Эдвард ничего не ответил Маккензи. Он молча смотрел в сад, но не для того, чтобы, как думал профессор, слиться с белой пеленой.
Почему меня угораздило попасть в этот дом? Все здесь обманщики, один хитрей другого. Каждый норовит обвести меня вокруг пальца… можно подумать, что они вступили в союз против меня. Этот хочет усыпить мое сознание, да еще так решительно. Я, видите ли, не должен спрашивать. Должен лежать в своем кресле и смотреть на неживую материю. Должен умолять сущее, чтобы оно проникло в меня. Зачем мне это надо, зачем снегу проникать в меня? Чтобы окончательно погрести меня под собой? Все они хотят сбить меня с толку. Но я вас раскусил.
Я кажусь себе Гамлетом, ему лгут, его развлекают, наконец, его посылают путешествовать, и все это потому, что его боятся, — ведь он знает, что произошло на самом деле.
А я ничего не знаю. Мне не являлся призрак, чтобы открыть ужасную тайну. Со мной никто не поговорил. Я только догадываюсь. Они выдают себя на каждом шагу.
Эдвард повернулся к профессору.
— Что ты думаешь о Гамлете, дядюшка? Ты занимался им?
— Не больше, чем любой англичанин.
— Разве Гамлет не великолепен? Он не дает им передышки, донимает их, до всего докапывается. Да, он все знает. Но как они пытаются его обмануть, отвлечь. Все равно он остался хозяином положения.

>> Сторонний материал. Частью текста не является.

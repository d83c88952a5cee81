//! # Gateway Configuration & Constants
//!
//! Defaults for the HTTP surface, the policy sandbox, the ledger and nonce
//! reservations. The
//! node binary exposes most of these as CLI flags; the library only ever
//! reads them through [`PolicyLimits`] or the constants below.

use std::time::Duration;

// ---------------------------------------------------------------------------
// HTTP Surface
// ---------------------------------------------------------------------------

/// Default port for the proxy API.
pub const DEFAULT_PORT: u16 = 8080;

/// Default port for the Prometheus metrics endpoint.
pub const DEFAULT_METRICS_PORT: u16 = 9090;

/// Path prefix every proxy route hangs off.
pub const API_PREFIX: &str = "/v1/proxy";

/// Realm advertised in `WWW-Authenticate` when basic auth fails.
pub const AUTH_REALM: &str = "Restricted";

// ---------------------------------------------------------------------------
// Policy Sandbox
// ---------------------------------------------------------------------------

/// Default policy file, resolved relative to the working directory.
pub const DEFAULT_POLICY_PATH: &str = "rules.lua";

/// Name of the global function a policy script must define.
pub const POLICY_ENTRY_POINT: &str = "validate";

/// Wall-clock budget for one policy evaluation, load and call included.
pub const DEFAULT_POLICY_TIMEOUT: Duration = Duration::from_millis(250);

/// The deadline is checked every this many VM instructions.
pub const DEFAULT_POLICY_HOOK_INTERVAL: u32 = 1_000;

/// Memory ceiling for a single interpreter instance.
pub const DEFAULT_POLICY_MEMORY_LIMIT: usize = 16 * 1024 * 1024;

/// Resource limits applied to every policy evaluation.
#[derive(Debug, Clone, Copy, PartialEq, Eq)]
pub struct PolicyLimits {
    /// Evaluations running longer than this fail with a timeout.
    pub timeout: Duration,
    /// Instruction count between deadline checks.
    pub hook_interval: u32,
    /// Maximum bytes the interpreter may allocate.
    pub memory_limit: usize,
}

impl Default for PolicyLimits {
    fn default() -> Self {
        Self {
            timeout: DEFAULT_POLICY_TIMEOUT,
            hook_interval: DEFAULT_POLICY_HOOK_INTERVAL,
            memory_limit: DEFAULT_POLICY_MEMORY_LIMIT,
        }
    }
}

impl PolicyLimits {
    /// Same limits with a different deadline.
    pub fn with_timeout(self, timeout: Duration) -> Self {
        Self { timeout, ..self }
    }
}

// ---------------------------------------------------------------------------
// Ledger
// ---------------------------------------------------------------------------

/// Directory (under the data dir) holding the sled ledger.
pub const LEDGER_DIR: &str = "ledger";

// ---------------------------------------------------------------------------
// Nonces
// ---------------------------------------------------------------------------

/// How long a nonce the node accepted stays reserved while the node's
/// pending count has not reached it. Past this the node is assumed to have
/// dropped the transaction and the nonce is handed out again.
pub const DEFAULT_NONCE_SETTLE_GRACE: Duration = Duration::from_secs(10);

#[cfg(test)]
mod tests {
    use super::*;

    #[test]
    fn default_limits_match_constants() {
        let limits = PolicyLimits::default();
        assert_eq!(limits.timeout, DEFAULT_POLICY_TIMEOUT);
        assert_eq!(limits.hook_interval, DEFAULT_POLICY_HOOK_INTERVAL);
        assert_eq!(limits.memory_limit, DEFAULT_POLICY_MEMORY_LIMIT);
    }

    #[test]
    fn with_timeout_keeps_other_limits() {
        let limits = PolicyLimits::default().with_timeout(Duration::from_millis(5));
        assert_eq!(limits.timeout, Duration::from_millis(5));
        assert_eq!(limits.memory_limit, DEFAULT_POLICY_MEMORY_LIMIT);
    }

    #[test]
    fn ports_are_distinct() {
        assert_ne!(DEFAULT_PORT, DEFAULT_METRICS_PORT);
    }
}
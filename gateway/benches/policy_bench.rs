// Policy evaluation and nonce leasing benchmarks.
//
// Policy evaluation builds a fresh interpreter per call, so its cost is the
// per-request overhead every submission pays before signing.

use criterion::{black_box, criterion_group, criterion_main, BenchmarkId, Criterion};

use alloy::primitives::Address;
use keyward_gateway::nonce::{LocalNonceCounter, NonceSequencer};
use keyward_gateway::policy::{LuaPolicyEngine, PolicyEvaluator};
use keyward_gateway::CandidateTransaction;

const RECIPIENT: &str = "0x5597285BbE81BaF351e2C0884e9a5f4416958862";

fn candidate(data_len: usize) -> CandidateTransaction {
    CandidateTransaction {
        to: Some(RECIPIENT.to_string()),
        value: "10000000000".to_string(),
        data: vec![0xAB; data_len],
    }
}

fn bench_policy_trivial(c: &mut Criterion) {
    let engine = LuaPolicyEngine::default();
    let tx = candidate(0);
    let source = "function validate(tx) return true end";

    c.bench_function("policy/evaluate_trivial", |b| {
        b.iter(|| engine.evaluate(black_box(source), black_box(&tx)).unwrap());
    });
}

fn bench_policy_allowlist(c: &mut Criterion) {
    let engine = LuaPolicyEngine::default();
    let source = format!(
        r#"
        local allowed = {{ ["{RECIPIENT}"] = true }}
        for i = 1, 200 do allowed[string.format("0x%040x", i)] = true end
        function validate(tx)
          return allowed[tx.to] == true and #tx.data < 4096
        end
        "#
    );

    let mut group = c.benchmark_group("policy/allowlist");
    for data_len in [0usize, 256, 4096] {
        let tx = candidate(data_len);
        group.bench_with_input(BenchmarkId::from_parameter(data_len), &tx, |b, tx| {
            b.iter(|| engine.evaluate(black_box(&source), black_box(tx)).unwrap());
        });
    }
    group.finish();
}

fn bench_nonce_lease(c: &mut Criterion) {
    let runtime = tokio::runtime::Builder::new_current_thread()
        .build()
        .expect("runtime");
    let counter = LocalNonceCounter::new();
    let account = Address::ZERO;
    counter.seed(account, 0);

    c.bench_function("nonce/local_lease_commit", |b| {
        b.iter(|| {
            runtime.block_on(async {
                let lease = counter.next(account).await.unwrap();
                lease.commit();
            })
        });
    });
}

criterion_group!(
    benches,
    bench_policy_trivial,
    bench_policy_allowlist,
    bench_nonce_lease
);
criterion_main!(benches);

— Ты прав, Эди. (К чему он клонит?)
— С твоей стороны было бы замечательно, если бы ты рассказал нам историю Гамлета.
(Что он затеял? Зачем ему понадобился Гамлет? Неужели Элис посвятила его в свои домыслы? Это было бы преступлением.)
— Эди, я могу рассказать тебе только то, что знает каждый школьник. Разве ты забыл сюжет?
— Я помню его весьма приблизительно. Скажи, дядюшка, как бы развивались события, если бы в самом начале не появилась тень отца Гамлета и не поведала сыну обо всем случившемся? Гамлет ведь наверняка и сам что-то подозревал? Или нет? Он старался все выведать.
— Думаю, действие развивалось бы точно так же, как в пьесе.